Some uphold that such popularity is due to the greater ease in raising an arm compared to baring the head. However, these persons fail to recall that case has little to do with the fortunes of fashions. One may say on the contrary that the feeling of subjecting oneself to disadvantages gives one a feeling of self-sacrifice not unpleasing to the individual. A few years ago did we not see the narrow dresses of the women hugging their knees so tightly as to render almost impossible their progress across a street, and especially difficult the climbing of stairs and the mounting of a public conveyance. Did we not see fashionable men held in the grip of stiff, highs collars of choking? And who reacted, who did not appear delighted, who did not on the contrary, so long as these fashions were in vogue, no one seemed to even notice that they were uncomfortable. It was only after the passing of the fad that they began to become aware of the fact. Perhaps, when today’s styles have changed, and have given place to new usages, then only will the disadvantages we now undergo be revealed, and the story of the mode will continue to be a tale of minor tortures which humanity, forever changing, has undergone to appear elegant.

If the new kind of salute had had only ease to recommend it, one could be sure that it would not have been accepted. The moral power of the Regime was essential to create an atmosphere in which new movements, even the most unexpected, such as this, should find supporters in men of every class and country, drawn to adopt the material essentials, which stood for a new spiritual order.

For the rest, the fact that to raise an arm is easier than to remove a hat remains to be seen. If the greeting is the same among all peoples, each people has created in its own individual form of respect, the action modifying it to correspond with the social standing of the person saluted, or even to express only that amount of reserve or of cordiality which the individual wishes to place in the act. The same served in the removal of the hat. It was enough for Don Rodrigo to indicate by the way he placed his hat on his head whether his mood was serene or “Marina Tobida” For Don Abbondio, one was expected upon meeting him, “to sweep the ground with the tip on one’s hat” to indicate willingness to be “prompt, always prompt to obey,” that the lack of so doing indicated his meeting with the “bravi”

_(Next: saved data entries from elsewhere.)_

//! Click entity representing a single redirect event.

use chrono::{DateTime, Utc};
use serde::Serialize;

/// Referrer recorded when the request carries no `Referer` header.
pub const DIRECT_REFERRER: &str = "direct";

/// User agent recorded when the request carries no `User-Agent` header.
pub const UNKNOWN_USER_AGENT: &str = "unknown";

/// A click recorded when a short link is resolved to its target.
///
/// Clicks are appended to their [`crate::domain::entities::UrlRecord`] in
/// chronological order and are never removed individually.
#[derive(Debug, Clone, PartialEq, Eq, Serialize)]
pub struct ClickEvent {
    pub timestamp: DateTime<Utc>,
    pub user_agent: String,
    pub referrer: String,
}

impl ClickEvent {
    /// Creates a click event, substituting sentinels for missing client data.
    ///
    /// # Examples
    ///
    /// ```ignore
    /// let click = ClickEvent::new(Utc::now(), Some("Mozilla/5.0"), None);
    /// assert_eq!(click.referrer, "direct");
    /// ```
    pub fn new(
        timestamp: DateTime<Utc>,
        user_agent: Option<&str>,
        referrer: Option<&str>,
    ) -> Self {
        Self {
            timestamp,
            user_agent: user_agent
                .filter(|s| !s.is_empty())
                .unwrap_or(UNKNOWN_USER_AGENT)
                .to_string(),
            referrer: referrer
                .filter(|s| !s.is_empty())
                .unwrap_or(DIRECT_REFERRER)
                .to_string(),
        }
    }
}

#[cfg(test)]
mod tests {
    use super::*;

    #[test]
    fn test_click_creation_with_all_fields() {
        let now = Utc::now();
        let click = ClickEvent::new(now, Some("Mozilla/5.0"), Some("https://google.com"));

        assert_eq!(click.timestamp, now);
        assert_eq!(click.user_agent, "Mozilla/5.0");
        assert_eq!(click.referrer, "https://google.com");
    }

    #[test]
    fn test_click_without_referrer_is_direct() {
        let click = ClickEvent::new(Utc::now(), Some("curl/8.0"), None);
        assert_eq!(click.referrer, DIRECT_REFERRER);
    }

    #[test]
    fn test_click_with_empty_headers_uses_sentinels() {
        let click = ClickEvent::new(Utc::now(), Some(""), Some(""));
        assert_eq!(click.user_agent, UNKNOWN_USER_AGENT);
        assert_eq!(click.referrer, DIRECT_REFERRER);
    }
}
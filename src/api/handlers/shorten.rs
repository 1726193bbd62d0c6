//! Handler for link shortening endpoint.

use axum::{Json, extract::State, http::StatusCode};
use validator::Validate;

use crate::api::dto::shorten::{ShortenRequest, ShortenResponse, ShortenedLink};
use crate::application::services::LinkRequest;
use crate::error::AppError;
use crate::state::AppState;

/// Creates shortened URLs for one to five long URLs.
///
/// # Endpoint
///
/// `POST /api/shorten`
///
/// # Batch Processing
///
/// The batch is all-or-nothing. Every row is validated; if any row fails,
/// nothing is stored and all row errors are returned together.
///
/// # Request Body
///
/// ```json
/// {
///   "urls": [
///     {
///       "url": "https://example.com",
///       "custom_code": "promo",  // optional, at least 3 characters
///       "validity": 30            // optional, minutes (number or string)
///     }
///   ]
/// }
/// ```
///
/// # Response
///
/// `201 Created`
///
/// ```json
/// {
///   "items": [
///     {
///       "code": "promo",
///       "long_url": "https://example.com",
///       "short_url": "http://localhost:3000/promo",
///       "created_at": "2025-01-01T12:00:00Z",
///       "expires_at": "2025-01-01T12:30:00Z"
///     }
///   ]
/// }
/// ```
///
/// # Errors
///
/// Returns 400 Bad Request with `details.errors` listing each failed row
/// (`"Row 2: Shortcode 'promo' already exists"`), or when the batch is empty
/// or has more than five rows.
pub async fn shorten_handler(
    State(state): State<AppState>,
    Json(payload): Json<ShortenRequest>,
) -> Result<(StatusCode, Json<ShortenResponse>), AppError> {
    payload.validate()?;

    let rows = payload.urls.into_iter().map(LinkRequest::from).collect();

    let records = state.link_service.create_batch(rows).await?;

    let items = records
        .into_iter()
        .map(|record| ShortenedLink::from_record(record, &state.base_url))
        .collect();

    Ok((StatusCode::CREATED, Json(ShortenResponse { items })))
}
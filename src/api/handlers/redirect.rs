//! Handler for short URL redirect.

use axum::{
    extract::{Path, State},
    http::{HeaderMap, header},
    response::Redirect,
};

use crate::application::services::{Resolution, Visitor};
use crate::domain::entities::ShortCode;
use crate::error::AppError;
use crate::state::AppState;

/// Path of the page shown for unknown or expired links.
pub const NOT_FOUND_PATH: &str = "/not-found";

/// Redirects a short code to its original URL.
///
/// # Endpoint
///
/// `GET /{code}`
///
/// # Request Flow
///
/// 1. Parse the path segment as a short code
/// 2. Look the code up in the registry
/// 3. Reject expired links
/// 4. Record a click with `User-Agent` and `Referer`
/// 5. Return 307 Temporary Redirect
///
/// # Failure Handling
///
/// Unknown, expired and malformed codes all answer `303 See Other` to
/// `/not-found`; the reason is only visible in the logs.
///
/// # Errors
///
/// Returns 500 Internal Server Error only if the registry fails.
pub async fn redirect_handler(
    Path(code): Path<String>,
    State(state): State<AppState>,
    headers: HeaderMap,
) -> Result<Redirect, AppError> {
    let Ok(code) = ShortCode::parse(&code) else {
        tracing::debug!(code = %code, "Rejected malformed short code");
        return Ok(Redirect::to(NOT_FOUND_PATH));
    };

    let visitor = Visitor {
        user_agent: header_value(&headers, header::USER_AGENT),
        referrer: header_value(&headers, header::REFERER),
    };

    let redirect = match state.redirect_service.resolve(&code, visitor).await? {
        Resolution::Redirect(long_url) => Redirect::temporary(&long_url),
        Resolution::NotFound | Resolution::Expired => Redirect::to(NOT_FOUND_PATH),
    };

    Ok(redirect)
}

fn header_value(headers: &HeaderMap, name: header::HeaderName) -> Option<String> {
    headers
        .get(name)
        .and_then(|v| v.to_str().ok())
        .map(str::to_string)
}
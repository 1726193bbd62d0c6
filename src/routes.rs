//! Top-level router configuration combining API and web routes.
//!
//! # Route Structure
//!
//! - `GET  /{code}`      - Short link redirect
//! - `GET  /health`      - Health check: registry, log queue
//! - `GET  /not-found`   - Page shown for unknown or expired links
//! - `/api/*`            - REST API
//!
//! # Middleware
//!
//! - **Tracing** - Structured request/response logging
//! - **Path normalization** - Trailing slash handling

use crate::api;
use crate::api::handlers::{health_handler, redirect_handler};
use crate::api::middleware::tracing;
use crate::state::AppState;
use crate::web;
use axum::Router;
use axum::routing::get;
use tower::Layer;
use tower_http::normalize_path::{NormalizePath, NormalizePathLayer};

/// Constructs the application router with all routes and middleware.
pub fn app_router(state: AppState) -> NormalizePath<Router> {
    NormalizePathLayer::trim_trailing_slash().layer(router(state))
}

/// All routes with request tracing, before path normalization.
///
/// `/not-found` and `/health` are static segments, so they take precedence
/// over the `/{code}` capture.
pub fn router(state: AppState) -> Router {
    Router::new()
        .route("/{code}", get(redirect_handler))
        .route("/health", get(health_handler))
        .merge(web::routes::public_routes())
        .nest("/api", api::routes::api_routes())
        .with_state(state)
        .layer(tracing::layer())
}
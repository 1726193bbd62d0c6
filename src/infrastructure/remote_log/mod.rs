//! Remote log sink.
//!
//! Provides a [`LogTransport`] trait with two implementations:
//! - [`HttpLogTransport`] - Posts entries to the configured collector
//! - [`NullLogTransport`] - No-op implementation when no collector is configured

mod http_transport;
mod null_transport;
mod service;

pub use http_transport::HttpLogTransport;
pub use null_transport::NullLogTransport;
pub use service::{LogTransport, TransportError, TransportResult};

#[cfg(test)]
pub use service::MockLogTransport;
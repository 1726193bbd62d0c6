use anyhow::Context;
use snaplink::{config, server};
use tracing_subscriber::EnvFilter;

#[tokio::main]
async fn main() -> anyhow::Result<()> {
    dotenvy::dotenv().ok();

    let config = config::load_from_env().context("Failed to load configuration")?;

    let filter = EnvFilter::try_new(&config.log_level)
        .with_context(|| format!("Invalid RUST_LOG filter '{}'", config.log_level))?;

    if config.log_format == "json" {
        tracing_subscriber::fmt()
            .json()
            .with_env_filter(filter)
            .init();
    } else {
        tracing_subscriber::fmt().with_env_filter(filter).init();
    }

    config.print_summary();

    server::run(config).await
}
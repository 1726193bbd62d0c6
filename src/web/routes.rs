//! Web page route configuration.

use crate::state::AppState;
use crate::web::handlers::not_found_handler;
use axum::{Router, routing::get};

/// Public HTML pages.
///
/// # Endpoints
///
/// - `GET /not-found` - Target of failed redirects
pub fn public_routes() -> Router<AppState> {
    Router::new().route("/not-found", get(not_found_handler))
}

For the present, at least, the Roman salute, equal in all, toward all, has no facility for expressing various states of mind. Some time ago, a Fascist, faithful to the Regime, but still an ordinary rustic, went to see a person of lofty social standing, and was greeted with the raised right arm. The man, however, answered with a bow. The high person not intending to admonish him, but smiling in a friendly way asked: “Why did you not give me the Roman salute? The other replied: “Because this salute would place me on the same level with you, while I want, as just deference, to acknowledge and indicate my inferiority.”

Both might have seen that, in such an instance, even to-day’s salute would apply, and that this act of expressing in the gesture of the ancient Romans what up to now had been expressed in the customary way, this possibility of showing instantly familiarity or respect, the invitation to approach or this will happen shortly, and the invisible instructors of etiquette will take a hand.

Raising the hand slowly or swiftly, holding it raised briefly or for a long while, these and other details will be many trifles that will acquire significance in time and will be clear to all. Thus this new custom will become a language no less familiar than the other, and in the meanwhile, the Regime will have given to both Italians and foreigners proof a great power, that of creating distributing and perfecting style, the most singular and unexpected of styles.